Coinbase recently introduced a new technology called Smart Wallet. The easy interface provides a simplified onboarding process via passkeys and device-native authentication such as Face or Touch ID. Smart Wallet does not require any app or extension to be installed; it can be accessed, configured, topped up, and more via a web page. According to developers, it will soon be possible to manage smart wallets in the Coinbase Wallet app.

"Smart wallets offer a streamlined, gasless onchain experience. This simplicity, combined with multi-chain support and integration with major applications, will make onboarding to the blockchain as effortless as signing into your favorite website," - Coinbase announcement.

Smart Wallet can be seamlessly integrated into other apps so that developers can provide their users with a comfortable payment process that doesn't require the installation of third-party apps and long registration. As a further perk for users, the developers can sponsor the transactions and waive gas fees for the clients. Coinbase promises that the technology integration will be free and almost effortless for those already using the ecosystem's wallet and development tools. It will support eight networks, including Base, Ethereum, Polygon, and BNB, but the company doesn't recommend sending Ethereum network assets because of the high fees (around $10 compared to $0.5 on others due to the high amount of transactions).

The onboarding experience is extremely simple. After clicking 'create wallet,' we were only required to confirm it with TouchID on our MacBook. We then entered our wallet with FaceID from our iPhone, with no extra confirmation required. Connection to PancakeSwap took a few seconds. It was possible to receive crypto directly to our new address without providing any additional data or going through a KYC procedure; however, buying crypto required registration on Coinbase.

Coinbase promises that users can "enjoy a fluid experience without sacrificing self-custody or their security." While such simplicity is very lucrative, especially for those unfamiliar with the crypto world and who don't understand the use of seed phrases, it is not meant for large savings accounts. Instead, Smart Wallet can be used like a debit card with a limited amount of money, which is not directly connected to your main account. This makes it a very handy payment method for small purchases.

Notably, a user from a country restricted by the Office of Foreign Assets Control who was not allowed to register a standard Coinbase Wallet could register a smart wallet, receive USDT from an external wallet, and pay with it, which raises security and compliance concerns.

Smart Wallet confirms the general trend toward simplification and facilitation in the crypto world.
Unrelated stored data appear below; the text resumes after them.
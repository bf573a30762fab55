//! Error types for seriesforge.

use crate::plugin::PluginError;
use thiserror::Error;

/// Result type alias using seriesforge's Error.
pub type Result<T> = std::result::Result<T, Error>;

/// Main error type for seriesforge operations.
///
/// Looking up an unknown transform name is not an error: the factory
/// returns `None` for it.
#[derive(Error, Debug)]
pub enum Error {
    /// A different transform type is already registered under this name.
    #[error("transform '{name}' is already registered by a different type")]
    DuplicateTransform {
        /// The contested transform name.
        name: String,
    },

    /// A transform's [`name`](crate::transform::TimeSeriesTransform::name)
    /// disagrees with the name it was registered under.
    #[error("transform registered as '{name}' reports its name as '{reported}'")]
    NameMismatch {
        /// Name the type declares through `TransformKind::NAME`.
        name: String,
        /// Name its instances return.
        reported: String,
    },

    /// Registration was attempted after the factory was sealed.
    #[error("cannot register '{name}': transform factory is sealed")]
    RegistrySealed {
        /// Name of the rejected transform.
        name: String,
    },

    /// `calculate` was called without a live data source.
    #[error("transform '{transform}' has no data source")]
    MissingDataSource {
        /// Name of the transform that was asked to calculate.
        transform: String,
    },

    /// A transform parameter was set to an unusable value.
    #[error("invalid parameter '{parameter}' for transform '{transform}': {reason}")]
    InvalidParameter {
        /// Name of the transform.
        transform: &'static str,
        /// Name of the parameter.
        parameter: &'static str,
        /// Why the value was rejected.
        reason: String,
    },

    /// Plugin loading or registration failed.
    #[error("plugin error: {0}")]
    Plugin(#[from] PluginError),
}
As the savvy community already has multiple advanced crypto trading and storage options, the industry is switching its attention to the less experienced general public. A great example of such a product is the TON Wallet, which is integrated into the Telegram messenger app.

Massive crypto adoption relies heavily on accessibility, clarity, and simplicity of the onboarding process, so the new options, in the first place, provide users with familiar registration procedures. Naturally, after the wallet is registered, things will get more complicated for newcomers who want, for example, to top it up with fiat or convert to other crypto, but that's another story for Observers.